— Прóпасть. Целую тетрадку. Спасибо надзирателям — отобрали при выходе… Ну, и классиков глотал, конечно. Байрона, Шекспира, Льва Толстого. «Анну Каренину» не дочитал. Ночью вызвали — это называлось с вещами по городу. Так и не знаю, чем у них с Вронским история кончилась.
— Ничем хорошим не кончилась. А с вещами по городу вас куда отправили?
— Выпустили. Приятель отца отхлопотал. Он замначальника «Крестов» тогда был. Тюрьма здесь, в Питере, такая. Я вышел — и думаю: те, кого прочёл, — так называемые великие. Но до чего ж нетрудно писать лучше!
— Это ещё Козьма Прутков говорил: Я поэт, поэт даровитый! Я в этом убедился, читая других: если они поэты, то и я тоже!
— Не знаю я вашего Пруткова. Знаю только, что правильное отношение к миру у меня уже сейчас есть, а опыта нет. Где неучу взять опыт? Школа нужна, а меня из гимназии вышибли, из училища Строгановского — тоже… На воле понял: если партийную работу продолжать, надо переходить в нелегалы. Но тогда неучем и останусь. Буду всю жизнь револьверы прятать и переписывать в листовки чужие мысли из умных книжек, которые товарищи дают. А если прочитанное из меня вытряхнуть, что останется? Марксистский метод, и всё.
— То есть поняли, что лучше Белого пока не напишете?

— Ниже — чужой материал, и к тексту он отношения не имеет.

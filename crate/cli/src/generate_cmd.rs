//! generate 命令实现
//!
//! 参数按固定顺序作用到生成器上：
//! 模板 → 清理 → 元数据 → 根文件系统 → 进程 → namespace → ID 映射 →
//! 挂载 → 钩子 → linux → 资源 → seccomp。
//! 任一参数非法时直接报错退出，不输出配置。

use std::{io, path::PathBuf};

use anyhow::{Context, Result, anyhow, bail};
use clap::Args;
use slog::Logger;
use specgen::{
    ExportOptions, Generator,
    generator::{HookStage, Throttle, parse_device, parse_device_value},
};

/// 生成 bundle 配置
#[derive(Args, Debug, Default)]
pub struct GenerateArgs {
    /// 以已有的 config.json 作为模板
    #[arg(long, value_name = "FILE")]
    pub template: Option<PathBuf>,

    /// 输出文件，默认写到标准输出
    #[arg(short, long, value_name = "FILE")]
    pub output: Option<PathBuf>,

    /// 移除不可移植和提升权限的字段
    #[arg(long)]
    pub sanitize: bool,

    /// 只输出 linux.seccomp 子树
    #[arg(long)]
    pub seccomp_only: bool,

    /// 按当前主机校验能力名称
    #[arg(long)]
    pub host_specific: bool,

    #[command(flatten)]
    pub meta: MetaFlags,

    #[command(flatten)]
    pub process: ProcessFlags,

    #[command(flatten)]
    pub namespaces: NamespaceFlags,

    #[command(flatten)]
    pub mounts: MountFlags,

    #[command(flatten)]
    pub hooks: HookFlags,

    #[command(flatten)]
    pub linux: LinuxFlags,

    #[command(flatten)]
    pub resources: ResourceFlags,

    #[command(flatten)]
    pub seccomp: SeccompFlags,
}

#[derive(Args, Debug, Default)]
#[command(next_help_heading = "Metadata")]
pub struct MetaFlags {
    #[arg(long, value_name = "VERSION")]
    pub oci_version: Option<String>,

    #[arg(long)]
    pub hostname: Option<String>,

    /// 目标操作系统（linux、windows、solaris）
    #[arg(long)]
    pub os: Option<String>,

    /// 目标架构（Go 命名，如 amd64、arm64）
    #[arg(long)]
    pub arch: Option<String>,

    /// 添加注解，KEY=VALUE
    #[arg(long = "annotation", value_name = "KEY=VALUE")]
    pub annotations: Vec<String>,

    #[arg(long = "annotation-remove", value_name = "KEY")]
    pub annotations_remove: Vec<String>,

    #[arg(long, value_name = "PATH")]
    pub rootfs_path: Option<String>,

    #[arg(long, value_name = "BOOL")]
    pub rootfs_readonly: Option<bool>,
}

#[derive(Args, Debug, Default)]
#[command(next_help_heading = "Process")]
pub struct ProcessFlags {
    /// 进程参数，可重复
    #[arg(long = "args", value_name = "ARG", allow_hyphen_values = true)]
    pub args: Vec<String>,

    #[arg(long)]
    pub cwd: Option<String>,

    #[arg(long)]
    pub uid: Option<u32>,

    #[arg(long)]
    pub gid: Option<u32>,

    #[arg(long)]
    pub username: Option<String>,

    #[arg(long = "additional-gid", value_name = "GID")]
    pub additional_gids: Vec<u32>,

    #[arg(long, value_name = "BOOL")]
    pub tty: Option<bool>,

    /// 终端大小，HEIGHTxWIDTH
    #[arg(long, value_name = "HxW")]
    pub console_size: Option<String>,

    #[arg(long, value_name = "BOOL")]
    pub no_new_privileges: Option<bool>,

    #[arg(long, value_name = "LABEL")]
    pub selinux_label: Option<String>,

    #[arg(long, value_name = "PROFILE")]
    pub apparmor: Option<String>,

    #[arg(long, allow_negative_numbers = true)]
    pub oom_score_adj: Option<i32>,

    /// 设置环境变量，KEY=VALUE
    #[arg(long = "env", value_name = "KEY=VALUE")]
    pub env: Vec<String>,

    #[arg(long = "env-remove", value_name = "KEY")]
    pub env_remove: Vec<String>,

    #[arg(long = "cap-add", value_name = "CAP")]
    pub cap_add: Vec<String>,

    #[arg(long = "cap-drop", value_name = "CAP")]
    pub cap_drop: Vec<String>,

    /// 添加或替换 rlimit，TYPE:HARD:SOFT
    #[arg(long = "rlimit-add", value_name = "TYPE:HARD:SOFT")]
    pub rlimit_add: Vec<String>,

    #[arg(long = "rlimit-remove", value_name = "TYPE")]
    pub rlimit_remove: Vec<String>,

    /// 授予全部能力并关闭 seccomp 和安全标签
    #[arg(long)]
    pub privileged: bool,
}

— Не напишу. В небеса запустил ананасом — весело так не напишу никогда. Только сотни томительных дней… Решил учиться, чтобы делать социалистическое искусство. А с ревборьбой прервался…
— До чего же язык у вас ужасный, Владим Владимыч! Сами себя послушайте: ревборьба, замначальника, ревплаксивый… скажите ещё — нацменьшинства и жэдэвокзал… Слова-убожества! Калеки! Инвалиды, как ваш французский.
— Это язык улицы!
— Это — язык насекомых! Маленьких безмозглых насекомых! Вы хотите потрясать устои? Вас тошнит от красивенького? Понимаю! Вам хочется антиэстетики? Пожалуйста, вот Саша Чёрный:
У поэта умерла жена…
Он её любил сильнее гонорара!
Скорбь его была безумна и страшна —
Но поэт не умер от удара.
После похорон пришёл домой — до дна
Весь охвачен новым впечатленьем —
И спеша родил стихотворенье:
«У поэта умерла жена»…
— Слишком несерьёзно? — Бурлюк распалился не на шутку. — Пожалуйста, он же, про Петербург:
Восемь месяцев зима, вместо фиников — морошка.
Холод, слизь, дожди и тьма — так и тянет из окошка
Брякнуть вниз о мостовую одичалой головой…
Негодую, негодую… Что же дальше, боже мой?!..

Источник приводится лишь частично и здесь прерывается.